--- Task prompt ---
Start at the line containing "pub async fn get_me(AuthenticatedUser(user): AuthenticatedUser)" and transcribe every line exactly through the end of the records below, and only those lines.

--- Input ---
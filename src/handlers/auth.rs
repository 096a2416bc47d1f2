// src/handlers/auth.rs

use axum::{Json, extract::State};
use validator::Validate;

use crate::{
    common::error::AppError,
    config::AppState,
    middleware::auth::AuthenticatedUser,
    models::auth::{AuthResponse, LoginPayload, User},
};

// Handler de login
#[utoipa::path(
    post,
    path = "/api/auth/login",
    tag = "Auth",
    request_body = LoginPayload,
    responses(
        (status = 200, description = "Token e usuário autenticado", body = AuthResponse),
        (status = 401, description = "Credenciais inválidas")
    )
)]
pub async fn login(
    State(app_state): State<AppState>,
    Json(payload): Json<LoginPayload>,
) -> Result<Json<AuthResponse>, AppError> {
    payload.validate().map_err(AppError::ValidationError)?;

    let (token, user) = app_state
        .auth_service
        .login(&payload.email, &payload.password)
        .await?;

    Ok(Json(AuthResponse { token, user }))
}

// Handler da rota protegida /me
#[utoipa::path(
    get,
    path = "/api/admin/me",
    tag = "Auth",
    security(("api_jwt" = [])),
    responses((status = 200, description = "Usuário do token", body = User))
)]
pub async fn get_me(AuthenticatedUser(user): AuthenticatedUser) -> Json<User> {
    Json(user)
}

--- Answer box ---
pub async fn get_me(AuthenticatedUser(user): AuthenticatedUser) -> Json<User> {
    Json(user)
}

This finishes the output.